芽衣はずるい。私の心をガッチリ掴んで離してくれない。こんなことされたら嬉しくて…抱きしめたいけどここは我慢だ。

また芽衣と手を繋ぎ、今を楽しもう。芽衣との時間を大事にしたいし、周りを気にしていたら芽衣と手を繋げなくなる。



「芽衣、明日の水着どんなの着るの?」


「ビキニ…」


「おぉ…そうなんだ」


「水希は?」


「私はタンキニタイプの水着」


「水希に似合いそう」


「褒めてないからね」



私のお胸は寂しいから大きい布で隠す水着って決めていた。それにTシャツ着る予定だし。

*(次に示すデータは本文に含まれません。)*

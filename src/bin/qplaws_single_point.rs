use qplaws::prelude::*;
use qplaws::StrError;
use russell_lab::Matrix;
use russell_tensor::{Mandel, Tensor2};
use serde::Deserialize;
use std::fs;
use structopt::StructOpt;
use tracing_subscriber::EnvFilter;

/// Command line options
#[derive(StructOpt, Debug)]
#[structopt(
    name = "qplaws_single_point",
    about = "Drives a single quadrature point with a constant velocity gradient"
)]
struct Options {
    /// JSON file with the solver configuration and the law parameters
    param_file: String,

    /// Number of time steps
    #[structopt(long, default_value = "10")]
    steps: usize,

    /// Time step
    #[structopt(long, default_value = "1e-6")]
    dt: f64,

    /// Velocity gradient components L00,L01,L02,L10,L11,L12,L20,L21,L22
    #[structopt(long, use_delimiter = true, allow_hyphen_values = true, default_value = "0,1,0,1,0,0,0,0,0")]
    ll: Vec<f64>,
}

/// Holds the contents of the parameters file
#[derive(Deserialize)]
struct Input {
    /// Solver configuration (defaults are used for missing keys)
    #[serde(default)]
    config: Config,

    /// Law parameters
    law: ParamLaw,
}

fn main() -> Result<(), StrError> {
    // logging
    tracing_subscriber::fmt()
        .with_env_filter(EnvFilter::from_default_env())
        .with_writer(std::io::stderr)
        .init();

    // parse options
    let options = Options::from_args();
    if options.ll.len() != 9 {
        return Err("the velocity gradient must have 9 components");
    }
    if options.dt <= 0.0 {
        return Err("the time step must be > 0.0");
    }

    // load parameters
    let contents = fs::read_to_string(&options.param_file).map_err(|_| "cannot read the parameters file")?;
    let input: Input = serde_json::from_str(&contents).map_err(|_| "cannot parse the parameters file")?;
    if let Some(msg) = input.config.validate() {
        println!("ERROR: {}", msg);
        return Err("the configuration is invalid");
    }

    // single-point dispatcher
    let law = Law::new(&input.config, &input.law)?;
    let mut dispatcher = LawDispatcher::new(1);
    dispatcher.add_law(law, 0..1).map_err(|_| "cannot add the law")?;
    let mut inputs = QpFields::from_set(&dispatcher.required_inputs(), 1);

    // constant inputs
    let mut mat = [[0.0; 3]; 3];
    for i in 0..3 {
        for j in 0..3 {
            mat[i][j] = options.ll[3 * i + j];
        }
    }
    let ll = Tensor2::from_matrix(&mat, Mandel::General)?;
    if let Some(field) = inputs.get_mut(Q::L) {
        field.set(&ll, 0).map_err(|_| "cannot set the velocity gradient")?;
    }
    if let Some(field) = inputs.get_mut(Q::TimeStep) {
        field.set_scalar(options.dt, 0).map_err(|_| "cannot set the time step")?;
    }

    // run
    println!("{}", input.config);
    for step in 1..=options.steps {
        if let Err(e) = dispatcher.evaluate_all(&inputs) {
            println!("ERROR at step {}: {}", step, e);
            return Err("the evaluation failed");
        }
        dispatcher.update_all(&inputs).map_err(|_| "cannot commit the state")?;

        // feed the stress back
        let sigma = dispatcher.get(Q::Sigma).map_err(|_| "the law has no stress output")?;
        let sigma = sigma.clone();
        if let Some(field) = inputs.get_mut(Q::Sigma) {
            field.copy_from(&sigma).map_err(|_| "cannot copy the stress")?;
        }

        // results
        let tt = sigma.get(0).map_err(|_| "cannot read the stress")?;
        let mut sig = [[0.0; 3]; 3];
        for i in 0..3 {
            for j in 0..3 {
                sig[i][j] = tt.get(i, j);
            }
        }
        println!("step = {}, t = {:?}", step, (step as f64) * options.dt);
        println!("σ =\n{:.6}", Matrix::from(&sig));
        let law = dispatcher.law(0).map_err(|_| "cannot access the law")?;
        for q in [Q::Lambda, Q::E, Q::Rho] {
            if let Ok(field) = law.actual.internal_var(q) {
                let value = field.get_scalar(0).map_err(|_| "cannot read the internal variable")?;
                println!("{} = {:?}", q, value);
            }
        }
        println!();
    }
    Ok(())
}
use super::Q;
use crate::StrError;
use std::fmt;
use thiserror::Error;

/// Identifies the local iterative solve that failed
#[derive(Clone, Copy, Debug, Eq, PartialEq)]
pub enum Solve {
    /// Newton iterations of the plastic return mapping
    ReturnMapping,

    /// Fixed-point iterations coupling the energy and the equation of state
    EnergyPressure,
}

/// Identifies how a quantity was expected to be used by a law
#[derive(Clone, Copy, Debug, Eq, PartialEq)]
pub enum Role {
    /// Supplied by the host
    Input,

    /// Written by the law
    Output,

    /// Committed or trial internal variable held by the law
    Internal,
}

/// Defines the errors raised while managing and evaluating quadrature-point data
#[derive(Clone, Debug, Error, PartialEq)]
pub enum QpError {
    /// The value width does not match the field width
    #[error("shape mismatch: the field has {expected} components per point but the value has {given}")]
    ShapeMismatch { expected: usize, given: usize },

    /// The point index is outside [0, n)
    #[error("index {index} is out of range for {len} quadrature points")]
    IndexOutOfRange { index: usize, len: usize },

    /// A local solve hit its iteration cap without meeting the tolerance
    #[error("{solve} did not converge at point {point} after {iterations} iterations (residual = {residual:e})")]
    ConvergenceFailure {
        solve: Solve,
        point: usize,
        iterations: usize,
        residual: f64,
    },

    /// The quantity was not declared for the requested role
    #[error("quantity {quantity} is not available as {role}")]
    UnsupportedQuantity { quantity: Q, role: Role },

    /// Invalid data or usage described by a static message
    #[error("{0}")]
    Invalid(StrError),
}

impl From<StrError> for QpError {
    fn from(message: StrError) -> Self {
        QpError::Invalid(message)
    }
}

impl fmt::Display for Solve {
    fn fmt(&self, f: &mut fmt::Formatter<'_>) -> fmt::Result {
        match self {
            Solve::ReturnMapping => write!(f, "return mapping"),
            Solve::EnergyPressure => write!(f, "energy-pressure iteration"),
        }
    }
}

impl fmt::Display for Role {
    fn fmt(&self, f: &mut fmt::Formatter<'_>) -> fmt::Result {
        match self {
            Role::Input => write!(f, "input"),
            Role::Output => write!(f, "output"),
            Role::Internal => write!(f, "internal variable"),
        }
    }
}

////////////////////////////////////////////////////////////////////////////////////////////////////////////////////////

お胸の大きい芽衣やお姉ちゃん達と一緒にいると絶対比較されるの分かってるし、惨めになるの目に見えてる。


明日はいっぱい楽しめたらそれでいい。よくよく考えたら恭子先輩やお姉ちゃんと海に行けるのは今年で最後だし。来年は受験生になる2人とはなかなか遊べなくなる。

だから恭子先輩とお姉ちゃんは海に一緒に行くって言ったのかも。2人とも何気に優しいし、ヘッドロックをかけるところを除けば。